Sure, keeping score of your stats is awesome. But numbers are just gonna be numbers and they don’t really tell the whole story.
If you’ve already caught yourself thinking that you’re doing something wrong over and over again but you don’t know what it is, maybe it’s time you start a psychological journal too!
You know how the market has tendencies?
Well, in the same way that it tends to react to market events and environments in certain ways, individual traders also have repetitive reactions and behavioral tendencies. However, we often overlook them and how they may be affecting our trading performance.
See, through our lifetime we’ve developed coping mechanisms to help us deal with distress.
For example, the first time you jumped into a pool you’ve learned that the water could be unbearably cold. To avoid repeating the shocking experience, you’ve learned to dip your toes first before jumping in.
Eventually, coping mechanisms like these turn into habits and come off naturally when we are faced with similar situations.
Although we subconsciously develop these knee-jerk reactions to keep us from feeling pain, they may also lead us to make bad/impulsive trading decisions.
Think about it. How many times have you closed a winning trade early the second the market moved against you by a few pips?
And you’ve probably beaten yourself up for doing it over and over again even though you knew that you could have ended your last trade with a bigger win had you followed your plan.
This is why you should have a psychological journal. It’s a tool that will help you recognize your character patterns.
If you’re wondering how you can get started, here are a few tips:
1. Describe the current market situation
Try to describe the current market situation and why your trade setup could work in that specific environment.
Ask yourself the following questions:
- What are the dominant market themes right now?
- Is risk on or off?
- Am I about to take a trade that’s in line with these themes and risk sentiment?
2. Take note of how you feel
Aside from the market environment, also include your thoughts and emotions while trading.
Sure, it may feel funny to write about your feelings at first, but somewhere down the road, you’ll recognize some behavioral patterns.
If you wanna write about having a terrible hair day or having too much coffee in the morning, go ahead! It’s important to note down all the possible factors that could have an impact on your decision-making.
3. Write down the outcomes
Jot down the outcomes of your trading decisions to help find out what emotions have a positive or negative influence. To pinpoint possible issues, ask questions like:
- Did you close your trade too early because you were feeling extra impatient that day?
- Was it difficult for you to concentrate and why?
- Did you move your stops farther because you were too hungry for a win?

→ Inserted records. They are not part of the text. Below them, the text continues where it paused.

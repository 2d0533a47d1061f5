//! Event-stream server listener
//!
//! Handles TCP accept loop and spawns connection handlers.

use std::future::Future;
use std::net::SocketAddr;
use std::sync::atomic::{AtomicU64, Ordering};
use std::sync::Arc;

use axum::Router;
use tokio::net::{TcpListener, TcpStream};
use tokio::sync::Semaphore;

use crate::error::Result;
use crate::hub::Hub;
use crate::server::config::ServerConfig;
use crate::server::connection::Connection;
use crate::server::routes::routes;
use crate::stats::{ServerStats, ServerStatsSnapshot};

/// Server-Sent Events server
///
/// Every accepted connection becomes one subscriber of the hub.
pub struct SseServer {
    config: ServerConfig,
    hub: Hub,
    stats: Arc<ServerStats>,
    router: Router,
    next_session_id: AtomicU64,
    connection_semaphore: Option<Arc<Semaphore>>,
}

impl SseServer {
    /// Create a new server publishing events from `hub`
    pub fn new(config: ServerConfig, hub: Hub) -> Self {
        let connection_semaphore = if config.max_connections > 0 {
            Some(Arc::new(Semaphore::new(config.max_connections)))
        } else {
            None
        };

        let stats = Arc::new(ServerStats::new());
        let router = routes(hub.clone(), Arc::clone(&stats));

        Self {
            config,
            hub,
            stats,
            router,
            next_session_id: AtomicU64::new(1),
            connection_semaphore,
        }
    }

    /// Get the hub subscribers are attached to
    pub fn hub(&self) -> &Hub {
        &self.hub
    }

    /// Connection counters
    pub fn stats(&self) -> ServerStatsSnapshot {
        self.stats.snapshot()
    }

    /// Run the server
    ///
    /// Accepts connections until the returned future is dropped.
    pub async fn run(&self) -> Result<()> {
        let listener = TcpListener::bind(self.config.bind_addr).await?;
        tracing::info!(addr = %self.config.bind_addr, "SSE server listening");

        self.accept_loop(&listener).await
    }

    /// Run the server with graceful shutdown
    pub async fn run_until<F>(&self, shutdown: F) -> Result<()>
    where
        F: Future<Output = ()>,
    {
        let listener = TcpListener::bind(self.config.bind_addr).await?;
        tracing::info!(addr = %self.config.bind_addr, "SSE server listening");

        self.serve_until(listener, shutdown).await
    }

    /// Serve on an already bound listener until `shutdown` resolves
    ///
    /// Stops accepting; existing streams end when the hub shuts down or the
    /// peers disconnect.
    pub async fn serve_until<F>(&self, listener: TcpListener, shutdown: F) -> Result<()>
    where
        F: Future<Output = ()>,
    {
        tokio::select! {
            _ = shutdown => {
                tracing::info!("Shutdown signal received");
                Ok(())
            }
            result = self.accept_loop(&listener) => result,
        }
    }

    async fn accept_loop(&self, listener: &TcpListener) -> Result<()> {
        loop {
            match listener.accept().await {
                Ok((socket, peer_addr)) => {
                    self.handle_connection(socket, peer_addr);
                }
                Err(e) => {
                    tracing::error!(error = %e, "Failed to accept connection");
                }
            }
        }
    }

    fn handle_connection(&self, socket: TcpStream, peer_addr: SocketAddr) {
        // Check connection limit
        let permit = if let Some(ref sem) = self.connection_semaphore {
            match sem.clone().try_acquire_owned() {
                Ok(permit) => Some(permit),
                Err(_) => {
                    self.stats.connection_rejected();
                    tracing::warn!(peer = %peer_addr, "Connection rejected: limit reached");
                    return;
                }
            }
        } else {
            None
        };

        let session_id = self.next_session_id.fetch_add(1, Ordering::Relaxed);

        tracing::debug!(
            session_id = session_id,
            peer = %peer_addr,
            "New connection"
        );

        if self.config.tcp_nodelay {
            if let Err(e) = socket.set_nodelay(true) {
                tracing::error!(error = %e, "Failed to configure socket");
                return;
            }
        }

        let config = self.config.clone();
        let router = self.router.clone();
        let stats = Arc::clone(&self.stats);

        tokio::spawn(async move {
            // Held for the life of the connection
            let _permit = permit;
            stats.connection_opened();

            let connection = Connection::new(session_id, socket, peer_addr, config, router);

            if let Err(e) = connection.run().await {
                tracing::debug!(
                    session_id = session_id,
                    error = %e,
                    "Connection error"
                );
            }

            stats.connection_closed();
            tracing::debug!(session_id = session_id, "Connection closed");
        });
    }

    /// Get the bind address
    pub fn bind_addr(&self) -> SocketAddr {
        self.config.bind_addr
    }
}

#[cfg(test)]
mod tests {
    use std::time::Duration;

    use tokio::io::{AsyncReadExt, AsyncWriteExt};
    use tokio::sync::oneshot;

    use super::*;
    use crate::hub::HubConfig;

    async fn start(config: ServerConfig, hub: Hub) -> (SocketAddr, oneshot::Sender<()>, Arc<SseServer>) {
        let listener = TcpListener::bind("127.0.0.1:0").await.unwrap();
        let addr = listener.local_addr().unwrap();
        let server = Arc::new(SseServer::new(config, hub));
        let (stop_tx, stop_rx) = oneshot::channel::<()>();

        let running = Arc::clone(&server);
        tokio::spawn(async move {
            running
                .serve_until(listener, async move {
                    let _ = stop_rx.await;
                })
                .await
        });

        (addr, stop_tx, server)
    }

    async fn wait_for_subscribers(hub: &Hub, expected: usize) {
        for _ in 0..400 {
            if hub.subscriber_count().await.unwrap() == expected {
                return;
            }
            tokio::time::sleep(Duration::from_millis(5)).await;
        }
        panic!("subscriber count never reached {}", expected);
    }

    /// Read until `needle` shows up in the received bytes
    async fn read_until(stream: &mut TcpStream, received: &mut Vec<u8>, needle: &str) {
        let mut buf = [0u8; 1024];
        while !String::from_utf8_lossy(received).contains(needle) {
            let n = tokio::time::timeout(Duration::from_secs(5), stream.read(&mut buf))
                .await
                .unwrap()
                .unwrap();
            assert!(n > 0, "connection closed early");
            received.extend_from_slice(&buf[..n]);
        }
    }

    /// Publish until the hub notices the subscriber went away
    async fn wait_for_disconnect(hub: &Hub) {
        for _ in 0..400 {
            if hub.subscriber_count().await.unwrap() == 0 {
                return;
            }
            let _ = hub.send_string("", "ping", "").await;
            tokio::time::sleep(Duration::from_millis(5)).await;
        }
        panic!("subscriber never unregistered");
    }

    #[tokio::test]
    async fn test_stream_over_tcp() {
        let hub = Hub::new();
        let (addr, _stop, server) = start(ServerConfig::default(), hub.clone()).await;

        let mut client = TcpStream::connect(addr).await.unwrap();
        client
            .write_all(b"GET /events HTTP/1.1\r\nHost: localhost\r\n\r\n")
            .await
            .unwrap();

        wait_for_subscribers(&hub, 1).await;

        let mut received = Vec::new();
        read_until(&mut client, &mut received, "\r\n\r\n").await;
        let head = String::from_utf8_lossy(&received).to_lowercase();
        assert!(head.starts_with("http/1.1 200 ok\r\n"));
        assert!(head.contains("cache-control: no-cache\r\n"));
        assert!(head.contains("content-type: text/event-stream\r\n"));

        hub.send_string("", "msg", "Hi!").await.unwrap();
        read_until(&mut client, &mut received, "event:msg\ndata:Hi!\n\n").await;

        drop(client);
        wait_for_disconnect(&hub).await;
        assert_eq!(server.stats().total_connections, 1);
        assert!(server.stats().bytes_sent >= 20);
    }

    #[tokio::test]
    async fn test_rejects_non_get() {
        let hub = Hub::new();
        let (addr, _stop, server) = start(ServerConfig::default(), hub.clone()).await;

        let mut client = TcpStream::connect(addr).await.unwrap();
        client
            .write_all(b"POST /events HTTP/1.1\r\nContent-Length: 0\r\n\r\n")
            .await
            .unwrap();

        let mut response = String::new();
        client.read_to_string(&mut response).await.unwrap();
        assert!(response.starts_with("HTTP/1.1 405 Method Not Allowed\r\n"));

        assert_eq!(hub.subscriber_count().await.unwrap(), 0);
        assert_eq!(server.stats().rejected_connections, 1);
    }

    #[tokio::test]
    async fn test_request_timeout_closes_connection() {
        let hub = Hub::new();
        let config = ServerConfig::default().request_timeout(Duration::from_millis(50));
        let (addr, _stop, _server) = start(config, hub.clone()).await;

        let mut client = TcpStream::connect(addr).await.unwrap();
        client.write_all(b"GET / HTTP/1.1\r\n").await.unwrap();

        let mut response = Vec::new();
        let _ = tokio::time::timeout(Duration::from_secs(5), client.read_to_end(&mut response))
            .await
            .unwrap();
        assert!(response.is_empty());
        assert_eq!(hub.subscriber_count().await.unwrap(), 0);
    }

    #[tokio::test]
    async fn test_closed_hub_answers_unavailable() {
        let hub = Hub::new();
        hub.shutdown().await.unwrap();
        let (addr, _stop, _server) = start(ServerConfig::default(), hub.clone()).await;

        let mut client = TcpStream::connect(addr).await.unwrap();
        client.write_all(b"GET / HTTP/1.1\r\n\r\n").await.unwrap();

        let mut response = String::new();
        client.read_to_string(&mut response).await.unwrap();
        assert!(response.starts_with("HTTP/1.1 503 Service Unavailable\r\n"));
        assert!(response.ends_with("Hub is closed\n"));
    }

    #[tokio::test]
    async fn test_hub_shutdown_closes_streams() {
        let hub = Hub::with_config(HubConfig::default().mailbox_capacity(4));
        let (addr, stop, _server) = start(ServerConfig::default(), hub.clone()).await;

        let mut client = TcpStream::connect(addr).await.unwrap();
        client.write_all(b"GET / HTTP/1.1\r\n\r\n").await.unwrap();
        wait_for_subscribers(&hub, 1).await;

        stop.send(()).unwrap();
        hub.send_int("", "", -1).await.unwrap();
        assert_eq!(hub.shutdown().await.unwrap(), 1);

        // Remaining events are delivered, then the body ends and the server
        // closes the connection
        let mut response = String::new();
        tokio::time::timeout(Duration::from_secs(5), client.read_to_string(&mut response))
            .await
            .unwrap()
            .unwrap();
        assert!(response.contains("data:-1\n\n"));
        assert!(response.ends_with("0\r\n\r\n"));
    }
}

- Were you feeling confident in your trade idea that you decided to increase your position size?
Bear in mind that the goal is to recognize behavioral patterns and their usual consequences.
From this, you can identify those scenarios that negatively impact your decision-making and just decide to refrain from trading if those patterns recur.
Soon enough you’ll be able to build enough awareness of these behavioral patterns, clearly identify what causes you distress, and be able to keep those situations from damaging your trading account.